Types of car insurance you can choose from

Frequently asked questions about CTP insurance

Where do I get a CTP insurance or Green Slip quote?

You can find out where to go for a quote for your Green Slip or CTP insurance on your state government’s website, all of which are linked in the table above. It will be either directly to the body who manages your state’s CTP insurance scheme or to insurers who are licensed under the scheme. This will help you gain a greater understanding of which insurance provider to go with if you have the choice of several options.

How do I compare CTP insurance options?

There won’t typically be much to compare if you have a choice of providers, but the easiest way to do this is to assess the price of the premiums on offer. Different providers may also alter their coverage slightly, so this can also serve as a potential point of difference. If you’re in the Northern Territory, Tasmania, Victoria or Western Australia, you won’t have to put too much thought into comparing insurers, as there’s only one option available for each.

What other types of insurance can I take out for my vehicle?

There are a few other optional insurance policies that are available to you as a vehicle owner.

Comprehensive car insurance covers the most ground when it comes to insurance (can insure damage to other vehicles caused by you, damage to your own vehicle due to an accident or fire and damage to, or loss of, your vehicle due to theft.

Third Party Property insurance only generally protects you financially for damage to another person’s vehicle or property.

Third Party Fire and Theft insurance does this with the addition of cover for loss or damage to your vehicle through fire or theft.

Will having my child listed as a driver on my CTP insurance increase my premium?

Yes – age and experience of drivers under the policy are relevant for insurers to know, as they will affect a driver’s likelihood of having an accident. You can mitigate this by ensuring you’re as desirable as possible across the rest of the criteria and provider considerations.

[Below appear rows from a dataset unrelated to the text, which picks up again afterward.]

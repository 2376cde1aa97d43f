// TF-IDF vectorizer over analyzer unigrams.
//
// Vocabulary and IDF weights are frozen at fit time. Inference projects a
// document onto that vocabulary: unknown terms are dropped silently, known
// terms get raw count * IDF, and the row is L2-normalized.
//
// IDF is the smoothed form ln((1 + n) / (1 + df)) + 1, which keeps every
// vocabulary term's weight strictly positive.

use std::collections::{BTreeMap, HashMap, HashSet};

use serde::{Deserialize, Serialize};
use tracing::{debug, info};

use crate::error::{ClassifierError, Result};
use crate::text::Analyzer;

/// Sparse feature row: `(feature index, value)` pairs sorted by index.
#[derive(Debug, Clone, Default, PartialEq)]
pub struct SparseVector {
    entries: Vec<(usize, f64)>,
}

impl SparseVector {
    /// Build from arbitrary pairs; sorts by index and sums duplicates.
    pub fn from_pairs(pairs: impl IntoIterator<Item = (usize, f64)>) -> Self {
        let mut merged: BTreeMap<usize, f64> = BTreeMap::new();
        for (idx, value) in pairs {
            *merged.entry(idx).or_insert(0.0) += value;
        }
        Self {
            entries: merged.into_iter().collect(),
        }
    }

    pub fn entries(&self) -> &[(usize, f64)] {
        &self.entries
    }

    pub fn is_empty(&self) -> bool {
        self.entries.is_empty()
    }

    pub fn nnz(&self) -> usize {
        self.entries.len()
    }

    /// Dot product with a dense vector. Indices past the end contribute zero.
    pub fn dot(&self, dense: &[f64]) -> f64 {
        self.entries
            .iter()
            .filter_map(|&(i, v)| dense.get(i).map(|w| w * v))
            .sum()
    }

    pub fn l2_norm(&self) -> f64 {
        self.entries.iter().map(|(_, v)| v * v).sum::<f64>().sqrt()
    }

    fn l2_normalized(mut self) -> Self {
        let norm = self.l2_norm();
        if norm > 0.0 {
            for (_, v) in &mut self.entries {
                *v /= norm;
            }
        }
        self
    }
}

/// Vocabulary construction knobs.
#[derive(Debug, Clone, PartialEq, Serialize, Deserialize)]
pub struct VectorizerParams {
    /// Terms appearing in a larger fraction of documents than this are dropped.
    pub max_df: f64,
    /// Terms appearing in fewer documents than this are dropped.
    pub min_df: usize,
    /// Keep only the most frequent terms (by corpus-wide count) when set.
    pub max_features: Option<usize>,
    /// Apply English Snowball stemming to tokens.
    pub stem: bool,
}

impl Default for VectorizerParams {
    fn default() -> Self {
        Self {
            max_df: 1.0,
            min_df: 1,
            max_features: None,
            stem: true,
        }
    }
}

impl VectorizerParams {
    fn validate(&self) -> Result<()> {
        if !(self.max_df > 0.0 && self.max_df <= 1.0) {
            return Err(ClassifierError::training(format!(
                "max_df must be in (0, 1], got {}",
                self.max_df
            )));
        }
        if self.min_df == 0 {
            return Err(ClassifierError::training("min_df must be at least 1"));
        }
        if self.max_features == Some(0) {
            return Err(ClassifierError::training("max_features must be at least 1"));
        }
        Ok(())
    }
}

#[derive(Debug, Clone, PartialEq, Serialize, Deserialize)]
pub struct TfidfVectorizer {
    analyzer: Analyzer,
    vocabulary: BTreeMap<String, usize>,
    idf: Vec<f64>,
}

impl TfidfVectorizer {
    /// Assemble a vectorizer from already-fitted parts.
    ///
    /// `vocabulary` must map terms onto `0..idf.len()` exactly once each.
    pub fn from_parts(
        analyzer: Analyzer,
        vocabulary: BTreeMap<String, usize>,
        idf: Vec<f64>,
    ) -> Result<Self> {
        let vectorizer = Self {
            analyzer,
            vocabulary,
            idf,
        };
        vectorizer.validate()?;
        Ok(vectorizer)
    }

    /// Learn vocabulary and IDF from `documents`, returning the fitted
    /// vectorizer together with each document's feature row.
    pub fn fit_transform<S: AsRef<str>>(
        documents: &[S],
        analyzer: Analyzer,
        params: &VectorizerParams,
    ) -> Result<(Self, Vec<SparseVector>)> {
        params.validate()?;
        if documents.is_empty() {
            return Err(ClassifierError::training("no documents to build a vocabulary from"));
        }

        let analyzed: Vec<Vec<String>> = documents
            .iter()
            .map(|d| analyzer.analyze(d.as_ref()))
            .collect();

        let n_docs = analyzed.len();
        let mut doc_freq: HashMap<&str, usize> = HashMap::new();
        let mut term_freq: HashMap<&str, usize> = HashMap::new();
        for terms in &analyzed {
            let mut seen: HashSet<&str> = HashSet::new();
            for term in terms {
                *term_freq.entry(term.as_str()).or_insert(0) += 1;
                if seen.insert(term.as_str()) {
                    *doc_freq.entry(term.as_str()).or_insert(0) += 1;
                }
            }
        }

        let max_doc_count = params.max_df * n_docs as f64;
        let mut kept: Vec<(&str, usize)> = doc_freq
            .iter()
            .filter(|(_, &df)| df >= params.min_df && df as f64 <= max_doc_count)
            .map(|(&term, _)| (term, term_freq.get(term).copied().unwrap_or(0)))
            .collect();

        if let Some(limit) = params.max_features {
            // Most frequent first; ties broken alphabetically so the cut is stable.
            kept.sort_by(|a, b| b.1.cmp(&a.1).then_with(|| a.0.cmp(b.0)));
            kept.truncate(limit);
        }

        if kept.is_empty() {
            return Err(ClassifierError::training(format!(
                "no usable vocabulary in {n_docs} documents after stop-word and frequency filtering"
            )));
        }

        let mut terms: Vec<&str> = kept.into_iter().map(|(t, _)| t).collect();
        terms.sort_unstable();

        let n = n_docs as f64;
        let mut vocabulary = BTreeMap::new();
        let mut idf = Vec::with_capacity(terms.len());
        for (idx, term) in terms.iter().enumerate() {
            let df = doc_freq.get(term).copied().unwrap_or(0) as f64;
            idf.push(((1.0 + n) / (1.0 + df)).ln() + 1.0);
            vocabulary.insert((*term).to_string(), idx);
        }

        info!(
            documents = n_docs,
            distinct_terms = doc_freq.len(),
            vocabulary = vocabulary.len(),
            "Fitted TF-IDF vocabulary"
        );

        let vectorizer = Self {
            analyzer,
            vocabulary,
            idf,
        };
        let rows = analyzed
            .iter()
            .map(|terms| vectorizer.project(terms))
            .collect();
        Ok((vectorizer, rows))
    }

    /// Normalize, analyze and project one raw document.
    pub fn transform(&self, raw: &str) -> SparseVector {
        let terms = self.analyzer.analyze(raw);
        let row = self.project(&terms);
        debug!(terms = terms.len(), features = row.nnz(), "Vectorized document");
        row
    }

    fn project(&self, terms: &[String]) -> SparseVector {
        let pairs = terms
            .iter()
            .filter_map(|t| self.vocabulary.get(t.as_str()))
            .filter_map(|&idx| self.idf.get(idx).map(|&w| (idx, w)));
        SparseVector::from_pairs(pairs).l2_normalized()
    }

    pub fn analyzer(&self) -> &Analyzer {
        &self.analyzer
    }

    pub fn vocabulary(&self) -> &BTreeMap<String, usize> {
        &self.vocabulary
    }

    pub fn vocabulary_size(&self) -> usize {
        self.idf.len()
    }

    pub fn idf(&self) -> &[f64] {
        &self.idf
    }

    /// Terms in feature-index order.
    pub fn feature_names(&self) -> Vec<&str> {
        let mut names = vec![""; self.idf.len()];
        for (term, &idx) in &self.vocabulary {
            if let Some(slot) = names.get_mut(idx) {
                *slot = term.as_str();
            }
        }
        names
    }

    /// Structural checks for a vectorizer that did not come from `fit_transform`.
    pub(crate) fn validate(&self) -> Result<()> {
        if self.idf.is_empty() {
            return Err(ClassifierError::serialization("vocabulary is empty"));
        }
        if self.vocabulary.len() != self.idf.len() {
            return Err(ClassifierError::serialization(format!(
                "vocabulary has {} terms but {} IDF weights",
                self.vocabulary.len(),
                self.idf.len()
            )));
        }
        let mut seen = vec![false; self.idf.len()];
        for (term, &idx) in &self.vocabulary {
            match seen.get_mut(idx) {
                Some(slot) if !*slot => *slot = true,
                Some(_) => {
                    return Err(ClassifierError::serialization(format!(
                        "feature index {idx} assigned twice (at term {term:?})"
                    )))
                }
                None => {
                    return Err(ClassifierError::serialization(format!(
                        "feature index {idx} for term {term:?} is out of range"
                    )))
                }
            }
        }
        if let Some(bad) = self.idf.iter().find(|w| !w.is_finite() || **w <= 0.0) {
            return Err(ClassifierError::serialization(format!(
                "IDF weight {bad} is not a positive finite number"
            )));
        }
        Ok(())
    }
}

How do I make a CTP insurance claim?

Once again, this comes down to where you live, but it’ll likely be the same across different jurisdictions. You’ll be able to visit the website of your insurance provider, whether that’s a government or independent insurer, and you’ll be able to find information on how your claim will be made and what additional information you’ll need. Make sure that you lodge your claim as soon as possible, as insurers may have limits when it comes to the timing of claims. 

Are passengers in my car protected under CTP insurance if they’re injured in an accident that I’m liable for?

Maybe – this depends on the provider and state. In some cases, their medical costs may have to meet a required minimum or the timeline on their recuperation might be required to go beyond a specified period.